Ein Teil des Märchens war ein Gedicht. Mehrere Strophen des Gedichts wurden als Abzählreime oder für Hüpfspiele verwendet. „Erde, Feuer, Wasser, Stein …“ Diese hatte er immer gehasst, weil sie allzu oft als das Hanrek-Hüpfspiel oder als der Hanrek-Reim bezeichnet wurden. Da er aber oft mit seinem Namen und der Bezeichnung Drachentöter aufgezogen worden war, hatte er gelernt, sich dafür ein dickes Fell zuzulegen und statt sich darüber zu ärgern, den Spaß mit zu machen. So reagierte er auch jetzt auf die Provokation von Spartak mit einer Verbeugung vor seinem Übungspartner und gratulierte ihm lächelnd zu seinem Sieg als Drache über den unbesiegbaren Drachentöter. Damit hatte er die Lacher auf seiner Seite. Als er seinen Stab vom Boden aufhob, hörte er zwar Spartak etwas von „frecher Lümmel“ in seinen Bart murmeln, aber sobald er wieder in Position stand, gingen alle wieder gut gelaunt an die Übungen.

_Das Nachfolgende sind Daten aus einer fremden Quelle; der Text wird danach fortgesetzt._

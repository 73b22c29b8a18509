/// Size of one test block, also the alignment required for direct I/O
pub const BLOCK_SIZE: usize = 4096;

/// Number of leading bytes of a block that carry its block number
pub const BLOCK_NUMBER_LEN: usize = 8;

/// One block-sized buffer aligned for `O_DIRECT` transfers
#[repr(C, align(4096))]
pub struct AlignedBlock(pub [u8; BLOCK_SIZE]);

impl AlignedBlock {
    pub fn zeroed() -> Box<Self> {
        Box::new(Self([0; BLOCK_SIZE]))
    }

    pub fn as_slice(&self) -> &[u8] {
        &self.0
    }

    pub fn as_mut_slice(&mut self) -> &mut [u8] {
        &mut self.0
    }
}

/// Writes the expected contents of `block` into `buf`: the block number in
/// little-endian order, followed by zeroes.
pub fn fill_pattern(block: u64, buf: &mut [u8]) {
    let (number, rest) = buf.split_at_mut(BLOCK_NUMBER_LEN);
    number.copy_from_slice(&block.to_le_bytes());
    rest.fill(0);
}

/// A byte that differs between the expected and the actual block
#[derive(Debug, Clone, Copy, PartialEq, Eq)]
pub struct Difference {
    pub offset: usize,
    pub expected: u8,
    pub actual: u8,
}

/// Lists every offset at which `expected` and `actual` differ
pub fn differences(expected: &[u8], actual: &[u8]) -> Vec<Difference> {
    expected
        .iter()
        .zip(actual)
        .enumerate()
        .filter(|(_, (e, a))| e != a)
        .map(|(offset, (&expected, &actual))| Difference {
            offset,
            expected,
            actual,
        })
        .collect()
}
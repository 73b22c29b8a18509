use std::fmt;

use nix::sys::signal::Signal;

/// Exit value contributed by a child that was killed by a signal.
pub const SIGNALED_EXIT_VALUE: i32 = 254;
/// Exit value contributed by a child whose wait status could not be decoded.
pub const UNRECOGNIZED_EXIT_VALUE: i32 = 255;

/// How a child process terminated, decoded from the raw `waitpid` status.
#[derive(Debug, Clone, Copy, PartialEq, Eq)]
pub enum TerminationReason {
    /// The child called `exit` (or returned from main) with this code
    ExitedWith(i32),
    /// The child was terminated by this signal number
    KilledBySignal(i32),
    /// The status had a shape the supervisor does not handle
    Unrecognized,
}

impl TerminationReason {
    /// Decodes a raw wait status as returned by `waitpid`.
    ///
    /// # Arguments
    /// * `raw` - The status word filled in by the OS
    ///
    /// # Returns
    /// * `Self` - The decoded termination reason
    pub fn decode(raw: i32) -> Self {
        if libc::WIFEXITED(raw) {
            TerminationReason::ExitedWith(libc::WEXITSTATUS(raw))
        } else if libc::WIFSIGNALED(raw) {
            TerminationReason::KilledBySignal(libc::WTERMSIG(raw))
        } else {
            TerminationReason::Unrecognized
        }
    }

    /// The value this termination contributes to the aggregated exit value.
    ///
    /// Zero means "nothing to report"; see [`crate::aggregate`].
    pub fn exit_value(&self) -> i32 {
        match *self {
            TerminationReason::ExitedWith(code) => code,
            TerminationReason::KilledBySignal(_) => SIGNALED_EXIT_VALUE,
            TerminationReason::Unrecognized => UNRECOGNIZED_EXIT_VALUE,
        }
    }
}

impl fmt::Display for TerminationReason {
    fn fmt(&self, f: &mut fmt::Formatter<'_>) -> fmt::Result {
        match *self {
            TerminationReason::ExitedWith(code) => write!(f, "exit value = {}", code),
            TerminationReason::KilledBySignal(sig) => match Signal::try_from(sig) {
                Ok(signal) => write!(f, "termsig {} ({})", sig, signal),
                Err(_) => write!(f, "termsig {}", sig),
            },
            TerminationReason::Unrecognized => write!(f, "unrecognized wait status"),
        }
    }
}
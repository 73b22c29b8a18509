use std::os::unix::process::ExitStatusExt;
use std::process::ExitStatus;

/// Exit-status assertions for integration tests

/// Assert that the supervisor exited normally with `expected`
pub fn assert_exit_value(status: ExitStatus, expected: i32, output: &str) {
    assert_eq!(
        status.code(),
        Some(expected),
        "unexpected exit status {:?}, output:\n{}",
        status,
        output
    );
    assert!(
        output.contains(&format!("Exit value is {}", expected)),
        "final exit value line missing, output:\n{}",
        output
    );
}

/// Assert that the supervisor was terminated by `signal` rather than exiting
pub fn assert_killed_by(status: ExitStatus, signal: i32, output: &str) {
    assert_eq!(
        status.signal(),
        Some(signal),
        "expected termination by signal {}, got {:?}, output:\n{}",
        signal,
        status,
        output
    );
    assert_eq!(status.code(), None, "supervisor should not exit normally");
}
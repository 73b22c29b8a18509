use clap::Parser;
use std::ffi::OsString;
use std::path::PathBuf;
use std::time::Duration;

use crate::Result;

/// Supervisor settings.
///
/// The command line belongs to the directive stream, which uses `--` as data,
/// so settings are read from the environment (with defaults) instead of flags.
#[derive(Parser, Debug, Clone)]
#[command(name = "e2e-fio")]
#[command(no_binary_name = true)]
pub struct Settings {
    /// Executable prefixed to `--` launch groups
    #[arg(long, env = "E2E_FIO_EXECUTABLE", default_value = "fio")]
    pub executable: OsString,

    /// Shell used to run workloads and `command` directives
    #[arg(long, env = "E2E_FIO_SHELL", default_value = "/bin/sh")]
    pub shell: PathBuf,

    /// Directory under which each child gets a working directory named after its pid
    #[arg(long, env = "E2E_FIO_WORKSPACE_ROOT", default_value = ".")]
    pub workspace_root: PathBuf,

    /// Reaper poll interval (ms)
    #[arg(long, env = "E2E_FIO_POLL_INTERVAL_MS", default_value = "2000")]
    pub poll_interval_ms: u64,

    /// Pause between killing children and crashing the supervisor (ms)
    #[arg(long, env = "E2E_FIO_KILL_GRACE_MS", default_value = "1000")]
    pub kill_grace_ms: u64,
}

impl Settings {
    /// Reads settings from the environment, falling back to defaults
    pub fn from_env() -> Result<Self> {
        Ok(Self::try_parse_from(std::iter::empty::<String>())?)
    }

    pub fn poll_interval(&self) -> Duration {
        Duration::from_millis(self.poll_interval_ms)
    }

    pub fn kill_grace(&self) -> Duration {
        Duration::from_millis(self.kill_grace_ms)
    }
}

impl Default for Settings {
    fn default() -> Self {
        Self {
            executable: OsString::from("fio"),
            shell: PathBuf::from("/bin/sh"),
            workspace_root: PathBuf::from("."),
            poll_interval_ms: 2000,
            kill_grace_ms: 1000,
        }
    }
}
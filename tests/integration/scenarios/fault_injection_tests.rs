use crate::integration::infrastructure::{assert_killed_by, SupervisorHarness};
use anyhow::Result;
use std::time::Duration;

/// After the delay the workload is killed and the supervisor dies of SIGSEGV
#[tokio::test]
async fn test_segfault_after_kills_workloads_and_supervisor() -> Result<()> {
    let _ = tracing_subscriber::fmt().with_test_writer().try_init();

    let mut harness = SupervisorHarness::new()?;
    let mut process = harness
        .spawn_supervisor(&["segfault-after", "2", "--", "--long-running"])
        .await?;

    let status = process
        .wait_for_exit_timeout(Duration::from_secs(20))
        .await?
        .expect("supervisor did not crash");
    let output = process.output()?;

    assert_killed_by(status, libc::SIGSEGV, &output);
    assert!(process.runtime() >= Duration::from_secs(2));
    assert!(output.contains("Segfaulting now!"));
    // the crash happens instead of reaping, so no exit value is reported
    assert!(!output.contains("Exit value is"));
    Ok(())
}

/// The crash happens even when nothing was launched
#[tokio::test]
async fn test_segfault_after_without_workloads() -> Result<()> {
    let mut harness = SupervisorHarness::new()?;
    let mut process = harness.spawn_supervisor(&["segfault-after", "1"]).await?;

    let status = process
        .wait_for_exit_timeout(Duration::from_secs(20))
        .await?
        .expect("supervisor did not crash");

    assert_killed_by(status, libc::SIGSEGV, &process.output()?);
    Ok(())
}

/// An invalid delay leaves the directive unrecognized, so no crash
#[tokio::test]
async fn test_invalid_segfault_delay_is_skipped() -> Result<()> {
    let mut harness = SupervisorHarness::new()?;
    let (status, output) = harness
        .run_supervisor(&["segfault-after", "0", "--", "--minimal"], Duration::from_secs(20))
        .await?;

    assert_eq!(status.code(), Some(0), "output:\n{}", output);
    assert!(output.contains("Ignoring segfault-after"));
    Ok(())
}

Als die Übungsstunde zu Ende war, ermahnte sie Spartak.
„Euch ist klar, dass ihr wegen des Erdbebens im letzten Jahr ein halbes Jahr hinter dem her hinkt, was ihr eigentlich können müsst. Macht deswegen die Übungen, die ich euch gezeigt habe, so oft ihr könnt. Ihr könnt sie auch alleine machen. Wichtig ist nur, dass ihr die Bewegungen oft macht.“
Hanrek nahm sich das zu Herzen und übte so oft er konnte. Immer dann, wenn er seine Pflichten im Haus, Stall und auf den Feldern erfüllt hatte, nahm er seinen Stab und ging zum Üben auf eine nahe gelegene aber einsame Lichtung im Wald. Im Unterschied zu den gemeinsamen Übungsstunden hatte er bei seinen eigenen Übungseinheiten den Waldboden unter sich und konnte dadurch die Gabe einsetzen. Der Stab, den er dadurch erspüren konnte, wurde damit fast zu einem weiteren Körperteil. Mühelos gingen ihm deshalb die Bewegungen in Fleisch und Blut über. Das Gefühl für Bewegung und Stab ging ihm nach einer Weile auch in den gemeinsamen Übungsstunden auf Stein nicht verloren, sodass er schnell seinen Freunden voraus war. Da er schneller lernte als die anderen, zeigte Spartak ihm früher als den anderen neue schwerere Übungen. Auch diese lernte er sehr schnell.
Immer größer wurde der Abstand zu seinen Freunden und immer schwerere Aufgaben forderte Hanrek von Spartak, sodass dieser am Ende einer Übungsstunde im Sommer Hanrek anerkennend anlächelte und sagte.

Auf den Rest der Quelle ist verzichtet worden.